It’s not bombastic to say that empathy is dead in Israel right now from a societal standpoint, a metaphorical casualty of the current violence. Evidence of this isn’t just being seen in statistical polls, but in a seemingly endless stream of incidents. Consider the following three, representative of a real phenomenon few in Israel deny:

  • Israeli soldiers prank called a Gaza hotel, joking about it being bombed.
  • A moment of silence in Jerusalem’s artsy theater for those killed in Gaza is met with shouts of “Shame!” and “You’re raping the audience!

These scenes are just three representing countless such episodes happening online and in everyday life. Of course, they’re not scenes taking place within a vacuum. A conflict is ongoing. Israelis have had to run to bomb shelters with each rocket attack. People are being traumatized by the constant threat of war.

However, within this context, many leaders are doing their part to incite the populace and ensure that the unspeakable suffering of Palestinians, not to mention their humanity, remain invisible.
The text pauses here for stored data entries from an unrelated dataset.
#[cfg(all(test, unix))]
mod tests {
    use super::*;
    use crate::spawn::CommandSpawner;
    use std::sync::atomic::{AtomicUsize, Ordering};
    use std::time::Duration;

    use nix::sys::signal::{self, Signal};
    use nix::unistd::Pid;

    fn registry(temp: &Path, base_port: u16, spawner: CommandSpawner) -> ChromeRegistry {
        let config = RegistryConfig {
            base_port,
            temp_root: Some(temp.join("cdp_chrome")),
            startup_grace: Duration::from_millis(50),
            kill_grace: Duration::from_secs(2),
            ..RegistryConfig::default()
        };
        ChromeRegistry::new(config, Arc::new(spawner))
    }

    fn sleeper() -> CommandSpawner {
        CommandSpawner::new("sleep", &["30"])
    }

    #[test]
    fn ids_and_ports_are_monotonic() {
        let temp = tempfile::tempdir().unwrap();
        let registry = registry(temp.path(), 41_000, sleeper());

        let launched: Vec<_> = (0..5)
            .map(|_| registry.launch(InstanceConfig::default()).unwrap())
            .collect();
        let ports: Vec<u16> = launched.iter().map(|i| i.debug_port).collect();
        assert!(ports.windows(2).all(|pair| pair[0] < pair[1]), "{ports:?}");
        assert_eq!(
            launched.iter().map(|i| i.instance_id).collect::<Vec<_>>(),
            vec![1, 2, 3, 4, 5]
        );
        assert!(launched.iter().all(|i| i.status == InstanceStatus::Running));

        registry.kill(3, false).unwrap();
        assert!(matches!(registry.get(3), Err(RegistryError::NotFound(3))));
        let next = registry.launch(InstanceConfig::default()).unwrap();
        assert_eq!(next.instance_id, 6);
        assert_eq!(registry.stats().running, 5);

        assert_eq!(registry.emergency_cleanup(), 5);
        assert!(registry.list().is_empty());
    }

    #[test]
    fn kill_removes_only_registry_owned_dirs() {
        let temp = tempfile::tempdir().unwrap();
        let registry = registry(temp.path(), 41_100, sleeper());

        let owned = registry.launch(InstanceConfig::default()).unwrap();
        assert!(owned.user_data_dir.starts_with(registry.temp_root()));
        assert!(owned.user_data_dir.is_dir());

        let external_dir = temp.path().join("my-profile");
        let external = registry
            .launch(InstanceConfig {
                user_data_dir: Some(external_dir.clone()),
                ..InstanceConfig::default()
            })
            .unwrap();

        let pid = owned.pid.unwrap();
        assert_eq!(registry.find_by_pid(pid).unwrap().instance_id, owned.instance_id);
        assert_eq!(
            registry.find_by_port(external.debug_port).unwrap().instance_id,
            external.instance_id
        );

        registry.kill(owned.instance_id, false).unwrap();
        registry.kill(external.instance_id, true).unwrap();
        assert!(!owned.user_data_dir.exists());
        assert!(external_dir.is_dir());
        assert!(registry.find_by_pid(pid).is_none());
    }

    #[test]
    fn limit_and_duplicate_port() {
        let temp = tempfile::tempdir().unwrap();
        let config = RegistryConfig {
            max_instances: 2,
            base_port: 41_200,
            temp_root: Some(temp.path().join("cdp_chrome")),
            startup_grace: Duration::from_millis(50),
            kill_grace: Duration::from_secs(2),
            ..RegistryConfig::default()
        };
        let registry = ChromeRegistry::new(config, Arc::new(sleeper()));

        let first = registry
            .launch(InstanceConfig {
                debug_port: 41_250,
                ..InstanceConfig::default()
            })
            .unwrap();
        assert_eq!(first.debug_port, 41_250);
        assert!(matches!(
            registry.launch(InstanceConfig {
                debug_port: 41_250,
                ..InstanceConfig::default()
            }),
            Err(RegistryError::InvalidConfig(_))
        ));
        registry.launch(InstanceConfig::default()).unwrap();
        assert!(matches!(
            registry.launch(InstanceConfig::default()),
            Err(RegistryError::LimitReached(2))
        ));
        registry.emergency_cleanup();
    }

    #[test]
    fn immediate_exit_marks_failed() {
        let temp = tempfile::tempdir().unwrap();
        let registry = registry(temp.path(), 41_300, CommandSpawner::new("true", &[]));
        let err = registry
            .launch(registry.config().instance_defaults())
            .unwrap_err();
        assert!(matches!(err, RegistryError::LaunchFailed(_)));

        let stats = registry.stats();
        assert_eq!(stats.total, 1);
        assert_eq!(stats.failed, 1);
        let failed = &registry.list()[0];
        assert_eq!(failed.status, InstanceStatus::Failed);
        assert!(failed.pid.is_none());
        assert_eq!(failed.error_count, 1);

        registry.kill(failed.instance_id, true).unwrap();
        assert_eq!(registry.stats().total, 0);
    }

    #[test]
    fn external_sigkill_triggers_single_callback_and_restart() {
        let temp = tempfile::tempdir().unwrap();
        let registry = registry(temp.path(), 41_400, sleeper());
        let fired = Arc::new(AtomicUsize::new(0));
        let seen = Arc::clone(&fired);
        registry.set_health_callback(Arc::new(move |instance: &ChromeInstance, failure: &HealthFailure| {
            assert_eq!(instance.status, InstanceStatus::Crashed);
            assert_eq!(*failure, HealthFailure::Exited);
            seen.fetch_add(1, Ordering::SeqCst);
        }));

        let instance = registry.launch(InstanceConfig::default()).unwrap();
        let pid = instance.pid.unwrap();
        assert!(registry.check_health(instance.instance_id).unwrap());

        signal::kill(Pid::from_raw(pid as i32), Signal::SIGKILL).unwrap();
        thread::sleep(Duration::from_millis(100));

        assert!(!registry.check_health(instance.instance_id).unwrap());
        assert_eq!(fired.load(Ordering::SeqCst), 1);

        let restarted = registry.get(instance.instance_id).unwrap();
        assert_eq!(restarted.status, InstanceStatus::Running);
        assert_eq!(restarted.restart_count, 1);
        assert_eq!(restarted.health_check_failures, 1);
        assert_eq!(restarted.debug_port, instance.debug_port);
        assert_ne!(restarted.pid, Some(pid));

        assert!(registry.check_health(instance.instance_id).unwrap());
        assert_eq!(fired.load(Ordering::SeqCst), 1);
        registry.emergency_cleanup();
    }

    #[test]
    fn crash_without_auto_restart_stays_crashed() {
        let temp = tempfile::tempdir().unwrap();
        let registry = registry(temp.path(), 41_500, sleeper());
        let fired = Arc::new(AtomicUsize::new(0));
        let seen = Arc::clone(&fired);
        registry.set_health_callback(Arc::new(move |_: &ChromeInstance, _: &HealthFailure| {
            seen.fetch_add(1, Ordering::SeqCst);
        }));

        let instance = registry
            .launch(InstanceConfig {
                auto_restart: false,
                ..InstanceConfig::default()
            })
            .unwrap();
        signal::kill(
            Pid::from_raw(instance.pid.unwrap() as i32),
            Signal::SIGKILL,
        )
        .unwrap();
        thread::sleep(Duration::from_millis(100));

        assert!(!registry.check_health(instance.instance_id).unwrap());
        assert!(!registry.check_health(instance.instance_id).unwrap());
        assert_eq!(fired.load(Ordering::SeqCst), 1);
        let crashed = registry.get(instance.instance_id).unwrap();
        assert_eq!(crashed.status, InstanceStatus::Crashed);
        assert_eq!(registry.stats().failed, 1);
        registry.emergency_cleanup();
    }

    /// Spawns instantly the first time, then waits `delay` before each spawn.
    struct SlowRespawner {
        inner: CommandSpawner,
        delay: Duration,
        spawned: parking_lot::Mutex<Vec<u32>>,
    }

    impl ProcessSpawner for SlowRespawner {
        fn spawn(&self, args: &[String]) -> RegistryResult<Child> {
            if !self.spawned.lock().is_empty() {
                thread::sleep(self.delay);
            }
            let child = self.inner.spawn(args)?;
            self.spawned.lock().push(child.id());
            Ok(child)
        }
    }

    #[test]
    fn recovery_callback_fires_once_restarted() {
        let temp = tempfile::tempdir().unwrap();
        let registry = registry(temp.path(), 41_600, sleeper());
        let recovered = Arc::new(parking_lot::Mutex::new(Vec::new()));
        let seen = Arc::clone(&recovered);
        registry.set_recovery_callback(Arc::new(move |instance: &ChromeInstance| {
            seen.lock().push((instance.instance_id, instance.status, instance.restart_count));
        }));

        let instance = registry.launch(InstanceConfig::default()).unwrap();
        assert!(recovered.lock().is_empty());
        signal::kill(Pid::from_raw(instance.pid.unwrap() as i32), Signal::SIGKILL).unwrap();
        thread::sleep(Duration::from_millis(100));
        assert!(!registry.check_health(instance.instance_id).unwrap());
        assert_eq!(
            *recovered.lock(),
            vec![(instance.instance_id, InstanceStatus::Running, 1)]
        );

        registry.restart_instance(instance.instance_id).unwrap();
        assert_eq!(recovered.lock().len(), 2);

        registry.clear_recovery_callback();
        registry.restart_instance(instance.instance_id).unwrap();
        assert_eq!(recovered.lock().len(), 2);
        registry.emergency_cleanup();
    }

    #[test]
    fn kill_waits_for_a_kill_already_in_progress() {
        let temp = tempfile::tempdir().unwrap();
        let config = RegistryConfig {
            base_port: 41_700,
            temp_root: Some(temp.path().join("cdp_chrome")),
            startup_grace: Duration::from_millis(50),
            kill_grace: Duration::from_secs(1),
            ..RegistryConfig::default()
        };
        // ignores SIGTERM, so a graceful kill sits out the whole grace period
        let stubborn = CommandSpawner::new("sh", &["-c", "trap '' TERM; exec sleep 30"]);
        let registry = Arc::new(ChromeRegistry::new(config, Arc::new(stubborn)));
        let id = registry.launch(InstanceConfig::default()).unwrap().instance_id;

        let first = {
            let registry = Arc::clone(&registry);
            thread::spawn(move || registry.kill(id, false))
        };
        thread::sleep(Duration::from_millis(200));
        assert_eq!(registry.get(id).unwrap().status, InstanceStatus::Stopping);

        let started = Instant::now();
        registry.kill(id, false).unwrap();
        assert!(started.elapsed() >= Duration::from_millis(500));
        first.join().unwrap().unwrap();
        assert!(matches!(registry.get(id), Err(RegistryError::NotFound(_))));
    }

    #[test]
    fn kill_during_restart_leaves_no_process_behind() {
        let temp = tempfile::tempdir().unwrap();
        let config = RegistryConfig {
            base_port: 41_800,
            temp_root: Some(temp.path().join("cdp_chrome")),
            startup_grace: Duration::from_millis(50),
            kill_grace: Duration::from_secs(2),
            ..RegistryConfig::default()
        };
        let spawner = Arc::new(SlowRespawner {
            inner: sleeper(),
            delay: Duration::from_millis(500),
            spawned: parking_lot::Mutex::new(Vec::new()),
        });
        let registry = Arc::new(ChromeRegistry::new(config, spawner.clone()));
        let recovered = Arc::new(AtomicUsize::new(0));
        let seen = Arc::clone(&recovered);
        registry.set_recovery_callback(Arc::new(move |_: &ChromeInstance| {
            seen.fetch_add(1, Ordering::SeqCst);
        }));
        let id = registry.launch(InstanceConfig::default()).unwrap().instance_id;

        let restart = {
            let registry = Arc::clone(&registry);
            thread::spawn(move || registry.restart_instance(id))
        };
        thread::sleep(Duration::from_millis(150));
        registry.kill(id, true).unwrap();
        assert!(matches!(registry.get(id), Err(RegistryError::NotFound(_))));

        let err = restart.join().unwrap().unwrap_err();
        assert!(matches!(err, RegistryError::LaunchFailed(_)));
        assert_eq!(recovered.load(Ordering::SeqCst), 0);
        let spawned = spawner.spawned.lock().clone();
        assert_eq!(spawned.len(), 2);
        assert!(spawned.iter().all(|pid| !crate::process::pid_alive(*pid)));
    }
}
Prime Minister Binyamin Netanyahu has been responsible for this, repeating the refrain that Palestinians in Gaza don’t care about life, and reminding everyone that the thousands of dead are not so much victims as desired public relations weapons in Hamas’ fight against Israel.
Netanyahu’s words have been tame when compared to those of the Knesset’s Deputy Speaker, who proposed placing Palestinians in tent encampments in Gaza before shipping them off to other countries. This call was preceded by a prominent chief rabbi who (falsely) declared that genocide with regard to Gaza was permitted by Jewish law to protect Israel.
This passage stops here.